[Stored data]

use contracts::domain::a001_product::aggregate::{Product, ProductForm};
use contracts::domain::a001_product::image::check_image;
use contracts::domain::common::TableRecord;
use contracts::shared::cache::keys;
use contracts::shared::error::ApiError;
use contracts::shared::validation::ValidationErrors;
use leptos::prelude::*;
use web_sys::File;

use crate::domain::a001_product::api;
use crate::layout::toast_service::ToastService;
use crate::shared::api_utils::client_config;
use crate::shared::object_storage::{image_candidate, upload_product_image};
use crate::shared::query_client::QueryClient;

/// ViewModel for the product create/edit form
#[derive(Clone, Copy)]
pub struct ProductDetailsViewModel {
    pub form: RwSignal<ProductForm>,
    pub errors: RwSignal<Option<ValidationErrors>>,
    pub saving: RwSignal<bool>,
    /// Object URL of the picked file, or the stored image
    pub preview: RwSignal<Option<String>>,
    image: StoredValue<Option<File>, LocalStorage>,
    toast: ToastService,
    queries: QueryClient,
}

impl ProductDetailsViewModel {
    pub fn new(product: Option<&Product>, toast: ToastService, queries: QueryClient) -> Self {
        let form = product.map(ProductForm::from_product).unwrap_or_default();
        let preview = Some(form.image_url.clone()).filter(|url| !url.is_empty());
        Self {
            form: RwSignal::new(form),
            errors: RwSignal::new(None),
            saving: RwSignal::new(false),
            preview: RwSignal::new(preview),
            image: StoredValue::new_local(None),
            toast,
            queries,
        }
    }

    pub fn is_edit_mode(&self) -> bool {
        self.form.with_untracked(|f| f.is_edit_mode())
    }

    pub fn field_error(&self, field: &'static str) -> Option<String> {
        self.errors
            .with(|e| e.as_ref().and_then(|e| e.get(field)).map(str::to_string))
    }

    /// Keep a picked file for upload on save; oversize or non-image files are refused
    pub fn select_image(&self, file: File) {
        let candidate = image_candidate(&file);
        if let Err(rejection) = check_image(&candidate, client_config().storage.max_image_bytes) {
            self.toast.error(rejection.title(), rejection);
            return;
        }

        self.revoke_preview();
        let preview = web_sys::Url::create_object_url_with_blob(&file).ok();
        self.preview.set(preview);
        self.image.set_value(Some(file));
    }

    pub fn clear_image(&self) {
        self.revoke_preview();
        self.preview.set(None);
        self.image.set_value(None);
        self.form.update(|f| f.image_url.clear());
    }

    fn revoke_preview(&self) {
        if self.image.with_value(Option::is_some) {
            if let Some(url) = self.preview.get_untracked() {
                let _ = web_sys::Url::revoke_object_url(&url);
            }
        }
    }

    /// Validate, upload the picked image, then insert or update the row
    pub fn save_command(&self, created_by: Option<String>, on_saved: Callback<()>) {
        let form = self.form.get_untracked();
        if let Err(errors) = form.validate() {
            self.errors.set(Some(errors));
            return;
        }
        self.errors.set(None);

        let file = self.image.get_value();
        let edit_mode = form.is_edit_mode();
        let Self {
            saving,
            toast,
            queries,
            ..
        } = *self;

        saving.set(true);
        wasm_bindgen_futures::spawn_local(async move {
            match submit(form, created_by, file).await {
                Ok(()) => {
                    queries.invalidate(Product::cache_key());
                    queries.invalidate(keys::DASHBOARD_STATS);
                    toast.success(if edit_mode { "商品更新成功" } else { "商品创建成功" });
                    on_saved.run(());
                }
                Err(e) => {
                    log::warn!("product save failed: {}", e);
                    toast.error("操作失败", e);
                    saving.set(false);
                }
            }
        });
    }
}

async fn submit(
    form: ProductForm,
    created_by: Option<String>,
    file: Option<File>,
) -> Result<(), ApiError> {
    if created_by.is_none() {
        return Err(ApiError::NotAuthenticated);
    }

    let image_url = match file {
        Some(file) => Some(upload_product_image(file).await?),
        None => None,
    };

    let id = form.id.clone();
    let payload = form.into_payload(created_by.as_deref(), image_url)?;
    match id {
        Some(id) => api::update_product(&id, &payload).await,
        None => api::create_product(&payload).await,
    }
}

Aim of the task =
Pull out every line holding "QueryClient" from the records above, and copy it.

Task response =
use crate::shared::query_client::QueryClient;
    queries: QueryClient,
    pub fn new(product: Option<&Product>, toast: ToastService, queries: QueryClient) -> Self {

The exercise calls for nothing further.